_Task objective:_ State the number of lines in the records beneath that hold the word "FoldWindow", and add nothing.

··· Working data ···

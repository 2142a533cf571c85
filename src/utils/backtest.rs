//! Rolling-origin backtests of the ridge demand model.

use crate::core::DailySeries;
use crate::error::{ForecastError, Result};
use crate::features::FeatureBuilder;
use crate::models::RidgeRegression;
use crate::utils::metrics::{calculate_metrics, AccuracyMetrics};
use chrono::NaiveDate;
use serde::{Deserialize, Serialize};
use tracing::debug;

/// Configuration for a rolling-origin backtest.
#[derive(Debug, Clone, Copy, PartialEq, Eq)]
pub struct BacktestConfig {
    /// Number of folds.
    pub folds: usize,
    /// Length of each test window in days.
    pub horizon: usize,
}

impl Default for BacktestConfig {
    fn default() -> Self {
        Self {
            folds: 3,
            horizon: 14,
        }
    }
}

impl BacktestConfig {
    pub fn new(folds: usize, horizon: usize) -> Self {
        Self { folds, horizon }
    }

    /// Minimum series length able to hold every fold.
    pub fn required_history(&self) -> usize {
        self.horizon * (self.folds + 1)
    }

    /// Row ranges of each fold for a series of `n` days, oldest first.
    ///
    /// Folds are spaced `max(h, n / (k + 1))` days apart and the last test
    /// window ends on the final day.
    pub fn windows(&self, n: usize) -> Result<Vec<FoldWindow>> {
        if self.folds == 0 || self.horizon == 0 {
            return Err(ForecastError::InvalidConfiguration(format!(
                "backtest needs at least one fold and a positive horizon, got {} folds of {} days",
                self.folds, self.horizon
            )));
        }
        let needed = self.required_history();
        if n < needed {
            return Err(ForecastError::InsufficientHistory { needed, got: n });
        }

        let spacing = self.horizon.max(n / (self.folds + 1));
        Ok((0..self.folds)
            .map(|i| {
                let test_end = n - (self.folds - 1 - i) * spacing;
                FoldWindow {
                    test_start: test_end - self.horizon,
                    test_end,
                }
            })
            .collect())
    }
}

/// One fold: train on `0..test_start`, test on `test_start..test_end`.
#[derive(Debug, Clone, Copy, PartialEq, Eq)]
pub struct FoldWindow {
    pub test_start: usize,
    pub test_end: usize,
}

/// Outcome of one fold.
#[derive(Debug, Clone, PartialEq, Serialize, Deserialize)]
pub struct FoldResult {
    pub train_len: usize,
    pub test_start: NaiveDate,
    pub test_end: NaiveDate,
    pub metrics: AccuracyMetrics,
}

/// Backtest metrics averaged over folds.
#[derive(Debug, Clone, PartialEq, Serialize, Deserialize)]
pub struct BacktestMetrics {
    pub mape: f64,
    pub wmape: f64,
    pub mae: f64,
    /// Number of folds evaluated.
    pub folds: usize,
    #[serde(default, skip_serializing_if = "Vec::is_empty")]
    pub fold_results: Vec<FoldResult>,
}

/// Walk-forward evaluation of feature building plus ridge fitting.
pub struct Backtester<'a> {
    builder: &'a FeatureBuilder<'a>,
    estimator: RidgeRegression,
    config: BacktestConfig,
}

impl<'a> Backtester<'a> {
    pub fn new(
        builder: &'a FeatureBuilder<'a>,
        estimator: RidgeRegression,
        config: BacktestConfig,
    ) -> Self {
        Self {
            builder,
            estimator,
            config,
        }
    }

    /// Run every fold and average the metrics.
    pub fn run(&self, series: &DailySeries) -> Result<BacktestMetrics> {
        let windows = self.config.windows(series.len())?;
        let mut fold_results = Vec::with_capacity(windows.len());

        for window in &windows {
            let train = series.slice(0, window.test_start)?;
            let test = series.slice(window.test_start, window.test_end)?;

            let (x_train, y_train) = self.builder.training(&train)?;
            let model = self.estimator.fit(&x_train, &y_train)?;

            let (x_test, y_test) = self.builder.training(&test)?;
            let predictions = model.predict(&x_test)?;
            let metrics = calculate_metrics(&y_test, &predictions)?;

            let (test_start, test_end) = match (test.start_date(), test.end_date()) {
                (Some(start), Some(end)) => (start, end),
                _ => return Err(ForecastError::EmptyInput),
            };
            debug!(
                train_len = train.len(),
                %test_start,
                %test_end,
                mae = metrics.mae,
                wmape = metrics.wmape,
                "backtest fold"
            );

            fold_results.push(FoldResult {
                train_len: train.len(),
                test_start,
                test_end,
                metrics,
            });
        }

        let folds = fold_results.len();
        let average = |f: fn(&AccuracyMetrics) -> f64| {
            fold_results.iter().map(|r| f(&r.metrics)).sum::<f64>() / folds as f64
        };

        Ok(BacktestMetrics {
            mape: average(|m| m.mape),
            wmape: average(|m| m.wmape),
            mae: average(|m| m.mae),
            folds,
            fold_results,
        })
    }
}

···

_Solution to the exercise:_ 3